Org Chart Research
Research and reconstruct a target company's org chart using Clay, LinkedIn, and Apollo
Instructions
Org Chart Research
Research and reconstruct the reporting structure and key personnel at a target account. Produces a structured map of who reports to whom, team sizes, and role classifications relevant to your buying process.
Prerequisites
- Clay account with credits (Claygent + People Search)
- Target company identified with domain or LinkedIn company URL
- Buyer personas defined (titles/roles you care about)
- Optional: LinkedIn Sales Navigator for deeper org browsing
Steps
1. Seed the company in Clay
Create a Clay table row for the target company. Add columns for company_name, domain, linkedin_company_url, employee_count, and industry. Use clay-company-search if you need to find the company first.
2. Find people at the company
Add a "Find People at Company" enrichment column using clay-people-search. Configure filters:
- Seniority: Director, VP, C-Suite, Founder
- Departments: Engineering, Product, Operations, Finance, IT, Procurement
- Limit: 20-30 people per company (covers the buying committee without credit waste)
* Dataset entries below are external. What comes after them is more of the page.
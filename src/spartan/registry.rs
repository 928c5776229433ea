//! Book-keeping for in-flight client requests.
//!
//! Every request submitted through [`SpartanClient::send_request`] gets an
//! entry here from submission until its callback has returned. Insert and
//! remove are the only mutations, both under a single mutex.
//!
//! [`SpartanClient::send_request`]: crate::spartan::client::SpartanClient::send_request

use std::collections::HashMap;
use std::sync::{Arc, Mutex, MutexGuard, PoisonError};
use std::time::Instant;

use crate::spartan::url::SpartanUrl;

/// Opaque handle of a registered request.
#[derive(Debug, Clone, Copy, PartialEq, Eq, Hash)]
pub struct RequestHandle(u64);

/// What the registry knows about a request.
#[derive(Debug, Clone)]
pub struct InFlight {
    pub url: SpartanUrl,
    pub started: Instant,
}

#[derive(Debug, Default)]
struct Entries {
    next_id: u64,
    requests: HashMap<u64, InFlight>,
}

#[derive(Debug, Default)]
pub struct RequestRegistry {
    entries: Mutex<Entries>,
}

impl RequestRegistry {
    pub fn new() -> Self {
        Self::default()
    }

    fn lock(&self) -> MutexGuard<'_, Entries> {
        self.entries.lock().unwrap_or_else(PoisonError::into_inner)
    }

    /// Registers a request and returns its fresh, unique handle.
    pub fn insert(&self, url: SpartanUrl) -> RequestHandle {
        let mut entries = self.lock();
        let id = loop {
            entries.next_id = entries.next_id.wrapping_add(1);
            let candidate = entries.next_id;
            if candidate != 0 && !entries.requests.contains_key(&candidate) {
                break candidate;
            }
        };
        entries.requests.insert(
            id,
            InFlight {
                url,
                started: Instant::now(),
            },
        );
        RequestHandle(id)
    }

    pub fn remove(&self, handle: RequestHandle) -> Option<InFlight> {
        self.lock().requests.remove(&handle.0)
    }

    pub fn get(&self, handle: RequestHandle) -> Option<InFlight> {
        self.lock().requests.get(&handle.0).cloned()
    }

    pub fn contains(&self, handle: RequestHandle) -> bool {
        self.lock().requests.contains_key(&handle.0)
    }

    pub fn len(&self) -> usize {
        self.lock().requests.len()
    }

    pub fn is_empty(&self) -> bool {
        self.len() == 0
    }
}

/// Removes its entry from the registry when dropped.
///
/// Held by the task running a request so the entry goes away once the
/// callback has returned, even if the callback panics.
pub(crate) struct Registration {
    registry: Arc<RequestRegistry>,
    handle: RequestHandle,
}

impl Registration {
    pub(crate) fn new(registry: Arc<RequestRegistry>, handle: RequestHandle) -> Self {
        Self { registry, handle }
    }
}

impl Drop for Registration {
    fn drop(&mut self) {
        self.registry.remove(self.handle);
    }
}
use std::net::SocketAddr;
use std::sync::Arc;

use bytes::BytesMut;
use tokio::io::{AsyncRead, AsyncReadExt, AsyncWrite, AsyncWriteExt};
use tracing::{debug, trace};

use crate::http::request::Request;
use crate::http::response::Response;
use crate::server::dispatch::Dispatcher;
use crate::spartan::session::{ParseEvent, ServerSession};
use crate::spartan::status::{WireResponse, to_wire};
use crate::spartan::writer::ResponseWriter;

/// One accepted Spartan connection. Serves a single request, then closes.
pub struct Connection<S> {
    stream: S,
    peer: SocketAddr,
    buffer: BytesMut,
    session: ServerSession,
    dispatcher: Arc<Dispatcher>,
    state: ConnectionState,
}

pub enum ConnectionState {
    Reading,
    Processing(Request),
    Writing(WireResponse),
    Closed,
}

impl<S> Connection<S>
where
    S: AsyncRead + AsyncWrite + Unpin,
{
    pub fn new(
        stream: S,
        peer: SocketAddr,
        dispatcher: Arc<Dispatcher>,
        max_request_body: usize,
    ) -> Self {
        Self {
            stream,
            peer,
            buffer: BytesMut::with_capacity(4096),
            session: ServerSession::new(max_request_body),
            dispatcher,
            state: ConnectionState::Reading,
        }
    }

    pub async fn run(&mut self) -> anyhow::Result<()> {
        loop {
            match std::mem::replace(&mut self.state, ConnectionState::Closed) {
                ConnectionState::Reading => {
                    self.state = self.read_request().await?;
                }

                ConnectionState::Processing(request) => {
                    let response = self.process(request).await;
                    let wire = to_wire(response, self.session.request());
                    self.state = ConnectionState::Writing(wire);
                }

                ConnectionState::Writing(wire) => {
                    debug!(peer = %self.peer, status = wire.status, meta = %wire.meta, "sending response");
                    let mut writer = ResponseWriter::new(&wire);
                    writer.write_to_stream(&mut self.stream).await?;

                    // End of body is signalled by closing.
                    if let Err(e) = self.stream.shutdown().await {
                        trace!(peer = %self.peer, error = %e, "shutdown failed");
                    }
                    self.state = ConnectionState::Closed;
                }

                ConnectionState::Closed => {
                    break;
                }
            }
        }

        Ok(())
    }

    async fn read_request(&mut self) -> anyhow::Result<ConnectionState> {
        loop {
            // Try parsing whatever we already have
            if !self.buffer.is_empty() {
                match self.session.on_data(&mut self.buffer) {
                    ParseEvent::Dispatch(request) => return Ok(ConnectionState::Processing(request)),
                    ParseEvent::Reject(response) => {
                        return Ok(ConnectionState::Writing(to_wire(response, None)));
                    }
                    ParseEvent::NeedMore | ParseEvent::Ignored => {}
                }
            }

            let n = self.stream.read_buf(&mut self.buffer).await?;

            if n == 0 {
                debug!(peer = %self.peer, "peer closed before sending a full request");
                return Ok(ConnectionState::Closed);
            }
        }
    }

    /// Waits for the backend while still draining the socket, so anything
    /// the peer sends after its request is reported and dropped.
    async fn process(&mut self, request: Request) -> Response {
        let dispatcher = Arc::clone(&self.dispatcher);
        let response = dispatcher.dispatch(request);
        tokio::pin!(response);

        let mut open = true;
        loop {
            tokio::select! {
                response = &mut response => return response,
                read = self.stream.read_buf(&mut self.buffer), if open => match read {
                    Ok(0) | Err(_) => open = false,
                    Ok(_) => {
                        self.session.on_data(&mut self.buffer);
                    }
                },
            }
        }
    }
}
//! Forwarding Spartan requests to HTTP upstreams.
//!
//! [`ProxyHandler`] is the [`Handler`] used by the `spartoi` binary: every
//! parsed Spartan request is replayed as an HTTP/1.1 request against an
//! upstream from the [`BackendPool`], and the HTTP response comes back for
//! status translation.

use crate::http::request::Request;
use crate::http::response::{Response, ResponseBuilder, StatusCode};
use crate::proxy::backend::{Backend, BackendPool};
use crate::server::dispatch::{Handler, ResponseFuture};
use crate::spartan::grammar::find_crlf;
use crate::spartan::session::DEFAULT_MAX_REQUEST_BODY;
use anyhow::{Context, Result};
use bytes::BytesMut;
use std::collections::HashMap;
use std::time::Duration;
use tokio::io::{AsyncReadExt, AsyncWriteExt};
use tokio::net::TcpStream;
use tokio::time::timeout;

/// Default buffer size for streaming
const BUFFER_SIZE: usize = 8192;

/// Response header block limit
const MAX_HEADER_SIZE: usize = 64 * 1024;

/// Request headers that are not forwarded as-is.
const SKIPPED_HEADERS: &[&str] = &[
    "host",
    "protocol",
    "content-length",
    "connection",
    "keep-alive",
    "proxy-connection",
    "transfer-encoding",
    "upgrade",
];

/// Forwards requests to a pool of HTTP upstreams.
#[derive(Clone)]
pub struct ProxyHandler {
    backend_pool: BackendPool,

    connection_timeout: Duration,

    /// Bound on sending the request and reading the whole response
    request_timeout: Duration,

    /// Largest response body read from an upstream
    max_response_body: usize,
}

impl ProxyHandler {
    pub fn new(
        backend_pool: BackendPool,
        connection_timeout: Duration,
        request_timeout: Duration,
    ) -> Self {
        Self {
            backend_pool,
            connection_timeout,
            request_timeout,
            max_response_body: DEFAULT_MAX_REQUEST_BODY,
        }
    }

    /// Caps upstream response bodies. Larger responses fail with a 502.
    pub fn max_response_body(mut self, bytes: usize) -> Self {
        self.max_response_body = bytes;
        self
    }

    /// Forwards `request` to an upstream, trying each available one at most
    /// once. Failures become 502/503/504 responses.
    pub async fn forward_request(&self, request: &Request) -> Response {
        let max_retries = self.backend_pool.available_count().await;

        if max_retries == 0 {
            return self.handle_proxy_error(&anyhow::anyhow!("No available backends"));
        }

        let mut last_error = None;

        for attempt in 0..max_retries {
            let backend = match self.backend_pool.select_backend().await {
                Some(b) => b,
                None => break,
            };

            tracing::debug!(
                backend = backend.display_name(),
                attempt = attempt + 1,
                path = %request.path,
                "Forwarding request to backend"
            );

            match self.proxy_to_backend(&backend, request).await {
                Ok(response) => {
                    self.backend_pool.mark_backend_success(&backend.url).await;

                    tracing::info!(
                        backend = backend.display_name(),
                        status = response.status.as_u16(),
                        path = %request.path,
                        "Request forwarded successfully"
                    );

                    return response;
                }
                Err(e) => {
                    self.backend_pool.mark_backend_failed(&backend.url).await;

                    tracing::warn!(
                        backend = backend.display_name(),
                        error = %e,
                        path = %request.path,
                        attempt = attempt + 1,
                        "Failed to proxy request to backend"
                    );

                    last_error = Some(e);
                }
            }
        }

        tracing::error!(path = %request.path, "All available backends failed");

        match last_error {
            Some(e) => self.handle_proxy_error(&e),
            None => self.handle_proxy_error(&anyhow::anyhow!("No available backends")),
        }
    }

    async fn proxy_to_backend(&self, backend: &Backend, request: &Request) -> Result<Response> {
        let url = url::Url::parse(&backend.url).context("Invalid backend URL")?;

        let host = url.host_str().context("Backend URL missing host")?;
        let port = url.port_or_known_default().unwrap_or(80);

        let addr = format!("{}:{}", host, port);
        let stream = timeout(self.connection_timeout, TcpStream::connect(&addr))
            .await
            .context("Connection timeout")?
            .context("Failed to connect to backend")?;

        tracing::trace!(backend = backend.display_name(), "Connected to backend");

        timeout(
            self.request_timeout,
            self.send_request_and_receive_response(stream, request, &url),
        )
        .await
        .context("Request timeout")?
    }

    async fn send_request_and_receive_response(
        &self,
        mut stream: TcpStream,
        request: &Request,
        backend_url: &url::Url,
    ) -> Result<Response> {
        let request_bytes = self.build_http_request(request, backend_url)?;
        stream.write_all(&request_bytes).await?;
        stream.flush().await?;

        self.read_http_response(&mut stream).await
    }

    /// Serializes `request` for `backend_url`. The upstream URL's path, if
    /// any, prefixes the request path.
    pub fn build_http_request(&self, request: &Request, backend_url: &url::Url) -> Result<Vec<u8>> {
        let mut buffer = Vec::new();

        let prefix = backend_url.path().trim_end_matches('/');
        let target = format!("{}{}", prefix, request.path_and_query());

        buffer.extend_from_slice(
            format!("{} {} {}\r\n", request.method.as_str(), target, request.version).as_bytes(),
        );

        let host = backend_url.host_str().context("Backend URL missing host")?;
        let host_value = match backend_url.port() {
            Some(port) => format!("{}:{}", host, port),
            None => host.to_string(),
        };
        buffer.extend_from_slice(format!("Host: {}\r\n", host_value).as_bytes());

        if let Some(spartan_host) = request.header("host") {
            buffer.extend_from_slice(format!("X-Forwarded-Host: {}\r\n", spartan_host).as_bytes());
        }
        if let Some(protocol) = request.header("protocol") {
            buffer.extend_from_slice(format!("X-Forwarded-Proto: {}\r\n", protocol).as_bytes());
        }

        for (key, value) in &request.headers {
            if SKIPPED_HEADERS.iter().any(|h| key.eq_ignore_ascii_case(h)) {
                continue;
            }
            buffer.extend_from_slice(format!("{}: {}\r\n", key, value).as_bytes());
        }

        buffer.extend_from_slice(b"Connection: close\r\n");
        if !request.body.is_empty() {
            buffer.extend_from_slice(format!("Content-Length: {}\r\n", request.body.len()).as_bytes());
        }
        buffer.extend_from_slice(b"\r\n");
        buffer.extend_from_slice(&request.body);

        Ok(buffer)
    }

    async fn read_http_response(&self, stream: &mut TcpStream) -> Result<Response> {
        let mut buffer = BytesMut::with_capacity(BUFFER_SIZE);

        let headers_end = loop {
            if let Some(end) = buffer.windows(4).position(|w| w == b"\r\n\r\n") {
                break end;
            }

            if buffer.len() > MAX_HEADER_SIZE {
                anyhow::bail!("Response headers too large");
            }

            let n = stream.read_buf(&mut buffer).await?;
            if n == 0 {
                anyhow::bail!("Connection closed before complete response received");
            }
        };

        let header_bytes = buffer.split_to(headers_end + 4);
        let (status, headers) = parse_response_headers(&header_bytes)?;
        let body = read_response_body(stream, &mut buffer, &headers, self.max_response_body).await?;

        Ok(ResponseBuilder::new(status)
            .headers(headers)
            .body(body)
            .build())
    }

    fn handle_proxy_error(&self, error: &anyhow::Error) -> Response {
        let error_str = format!("{:#}", error);

        let (status, meta) = if error_str.contains("timeout") {
            (
                StatusCode::GATEWAY_TIMEOUT,
                "The backend server did not respond in time",
            )
        } else if error_str.contains("No available backends") {
            (
                StatusCode::SERVICE_UNAVAILABLE,
                "No backend servers are available",
            )
        } else {
            (
                StatusCode::BAD_GATEWAY,
                "Failed to connect to backend server",
            )
        };

        ResponseBuilder::new(status)
            .header("Content-Type", "text/plain")
            .header("meta", meta)
            .body(meta.as_bytes().to_vec())
            .build()
    }
}

impl Handler for ProxyHandler {
    fn call(&self, request: Request) -> ResponseFuture {
        let proxy = self.clone();
        Box::pin(async move { proxy.forward_request(&request).await })
    }
}

/// Parses the status line and header fields of an HTTP response.
pub fn parse_response_headers(header_bytes: &[u8]) -> Result<(StatusCode, HashMap<String, String>)> {
    let headers_str =
        std::str::from_utf8(header_bytes).context("Invalid UTF-8 in response headers")?;

    let mut lines = headers_str.lines();

    let status_line = lines.next().context("Empty response")?;
    let parts: Vec<&str> = status_line.splitn(3, ' ').collect();

    if parts.len() < 2 || !parts[0].starts_with("HTTP/") {
        anyhow::bail!("Invalid status line: {}", status_line);
    }

    let status_code: u16 = parts[1].parse().context("Invalid status code")?;

    let mut headers = HashMap::new();
    for line in lines {
        if line.is_empty() {
            break;
        }

        if let Some((key, value)) = line.split_once(':') {
            headers.insert(key.trim().to_string(), value.trim().to_string());
        }
    }

    Ok((StatusCode::from_u16(status_code), headers))
}

fn header<'a>(headers: &'a HashMap<String, String>, name: &str) -> Option<&'a str> {
    headers
        .iter()
        .find(|(k, _)| k.eq_ignore_ascii_case(name))
        .map(|(_, v)| v.as_str())
}

async fn read_response_body(
    stream: &mut TcpStream,
    buffer: &mut BytesMut,
    headers: &HashMap<String, String>,
    limit: usize,
) -> Result<Vec<u8>> {
    let chunked = header(headers, "Transfer-Encoding")
        .map(|te| te.to_ascii_lowercase().contains("chunked"))
        .unwrap_or(false);

    if chunked {
        // The limit applies to the framed bytes, which bounds the decoded body too
        let raw = read_to_close(stream, buffer, limit).await?;
        return decode_chunked(&raw);
    }

    let Some(content_length) = header(headers, "Content-Length") else {
        // No Content-Length, read until connection closes
        return read_to_close(stream, buffer, limit).await;
    };
    let content_length: usize = content_length.parse().context("Invalid Content-Length")?;
    if content_length > limit {
        anyhow::bail!(
            "Upstream response of {} bytes exceeds the {} byte limit",
            content_length,
            limit
        );
    }

    let mut body = Vec::with_capacity(content_length);
    let from_buffer = buffer.len().min(content_length);
    body.extend_from_slice(&buffer[..from_buffer]);

    if body.len() < content_length {
        body.resize(content_length, 0);
        stream
            .read_exact(&mut body[from_buffer..])
            .await
            .context("Connection closed before complete body received")?;
    }

    Ok(body)
}

/// Reads until the upstream closes, failing once more than `limit` bytes
/// have arrived.
async fn read_to_close(stream: &mut TcpStream, buffer: &mut BytesMut, limit: usize) -> Result<Vec<u8>> {
    let mut body = buffer.split().to_vec();
    if body.len() <= limit {
        let remaining = (limit - body.len()) as u64 + 1;
        (&mut *stream).take(remaining).read_to_end(&mut body).await?;
    }

    if body.len() > limit {
        anyhow::bail!("Upstream response exceeds the {} byte limit", limit);
    }
    Ok(body)
}

/// Decodes a complete chunked transfer-encoded body.
pub fn decode_chunked(mut data: &[u8]) -> Result<Vec<u8>> {
    let mut body = Vec::new();

    loop {
        let line_end = find_crlf(data).context("Truncated chunk size line")?;
        let line = std::str::from_utf8(&data[..line_end]).context("Invalid chunk size line")?;
        let size_str = line.split(';').next().unwrap_or_default().trim();
        let size = usize::from_str_radix(size_str, 16)
            .with_context(|| format!("Invalid chunk size `{}`", size_str))?;
        data = &data[line_end + 2..];

        if size == 0 {
            return Ok(body);
        }

        if data.len() < size + 2 || &data[size..size + 2] != b"\r\n" {
            anyhow::bail!("Truncated chunk");
        }
        body.extend_from_slice(&data[..size]);
        data = &data[size + 2..];
    }
}
use std::net::SocketAddr;
use std::sync::Arc;

use anyhow::Context;
use tokio::net::TcpListener;
use tokio::task::JoinSet;
use tracing::{debug, error, info, warn};

use crate::config::Config;
use crate::server::connection::Connection;
use crate::server::dispatch::Dispatcher;

/// A set of bound Spartan listeners sharing one dispatcher.
pub struct Server {
    listeners: Vec<TcpListener>,
    dispatcher: Arc<Dispatcher>,
    max_request_body: usize,
}

impl Server {
    pub async fn bind(
        addrs: &[SocketAddr],
        dispatcher: Arc<Dispatcher>,
        max_request_body: usize,
    ) -> anyhow::Result<Self> {
        let mut listeners = Vec::with_capacity(addrs.len());
        for addr in addrs {
            let listener = TcpListener::bind(addr)
                .await
                .with_context(|| format!("failed to bind {}", addr))?;
            info!("Listening on {}", listener.local_addr()?);
            listeners.push(listener);
        }
        Ok(Self {
            listeners,
            dispatcher,
            max_request_body,
        })
    }

    pub fn local_addrs(&self) -> Vec<SocketAddr> {
        self.listeners
            .iter()
            .filter_map(|l| l.local_addr().ok())
            .collect()
    }

    /// Accepts connections on every listener until one of them fails.
    pub async fn run(self) -> anyhow::Result<()> {
        if self.listeners.is_empty() {
            warn!("Spartan server started without any listener");
            std::future::pending::<()>().await;
        }

        let mut loops = JoinSet::new();
        for listener in self.listeners {
            loops.spawn(accept_loop(
                listener,
                Arc::clone(&self.dispatcher),
                self.max_request_body,
            ));
        }

        while let Some(res) = loops.join_next().await {
            res??;
        }
        Ok(())
    }
}

async fn accept_loop(
    listener: TcpListener,
    dispatcher: Arc<Dispatcher>,
    max_request_body: usize,
) -> anyhow::Result<()> {
    loop {
        let (socket, peer) = match listener.accept().await {
            Ok(pair) => pair,
            Err(e) => {
                error!(error = %e, "failed to accept connection");
                continue;
            }
        };
        debug!("Accepted connection from {}", peer);

        let dispatcher = Arc::clone(&dispatcher);
        tokio::spawn(async move {
            let mut conn = Connection::new(socket, peer, dispatcher, max_request_body);
            if let Err(e) = conn.run().await {
                tracing::error!("Connection error from {}: {}", peer, e);
            }
        });
    }
}

/// Binds every configured listener and serves until failure.
pub async fn run(cfg: &Config, dispatcher: Arc<Dispatcher>) -> anyhow::Result<()> {
    let addrs = cfg
        .listeners
        .iter()
        .map(|l| l.socket_addr())
        .collect::<anyhow::Result<Vec<_>>>()?;

    Server::bind(&addrs, dispatcher, cfg.max_request_body)
        .await?
        .run()
        .await
}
Expand rows so each person gets their own row.
3. Enrich each person
For each person found, add enrichment columns:
- Title (from LinkedIn or People Data Labs)
- Department (parsed from title)
- Seniority level (C-Suite, VP, Director, Manager, IC)
- LinkedIn URL (for manual verification)
- Email (via
clay-enrichment-waterfall) - Tenure at company (from LinkedIn start date)
- Reports to (use Claygent: "Who does {Name} at {Company} report to based on LinkedIn?")
4. Use Claygent to infer reporting lines
Add a Claygent column with prompt:
Based on LinkedIn profiles and public information, who does {Full Name}, {Title} at {Company Name} report to? Return the name and title of their likely manager. If you cannot determine this, return "Unknown".
Run on Director-level and below. VP and C-Suite reporting lines are usually obvious from titles.
5. Map the hierarchy
Export the enriched table. Structure the output as a nested hierarchy:
CEO
|- CTO
| |- VP Engineering
| | |- Director of Platform
| | |- Director of Frontend
| |- VP Product
|- CFO
| |- VP Finance
|- CRO
|- VP Sales
|- VP Customer Success
6. Identify gaps
Flag departments or levels with missing data. Common gaps: middle management (Directors), cross-functional roles (Chief of Staff, Business Operations), and newly created roles. These gaps may hide stakeholders who influence buying decisions.
Via Apollo
Apollo provides org chart data for some companies:
- Search for the company in Apollo
- Navigate to the company profile > People tab
- Filter by department and seniority
- Export contacts with titles and departments
- Apollo does not provide reporting-line data — use Clay for that
Via LinkedIn Sales Navigator
- Search:
Current company: {Company} AND Seniority: Director+ - Browse results and note titles/departments
- Use TeamLink to see if anyone in your network knows them
- Save leads to a Sales Navigator list for later outreach
Tool Alternatives
| Tool | Org Chart Capability | Notes | |------|---------------------|-------| | Clay | People Search + Claygent inference | Best for automated research at scale | | Apollo | People tab on company profiles | Good contact data, no reporting lines | | LinkedIn Sales Navigator | Advanced people search | Manual but deepest data | | ZoomInfo | Org chart feature | Enterprise-grade, expensive | | Cognism | People search | Strong in EU/UK markets |
Error Handling
- Claygent returning "Unknown" for most entries: Company may be too small or private. Fall back to LinkedIn manual research.
- Stale data: People change roles frequently. Filter for people with tenure > 3 months to avoid recently departed contacts.
- Credit burn: Claygent uses 5-10 credits per query. Budget 10-15 credits per company for full org chart research. Run on high-priority accounts only.
- Duplicate people across providers: Deduplicate by LinkedIn URL (most reliable unique identifier).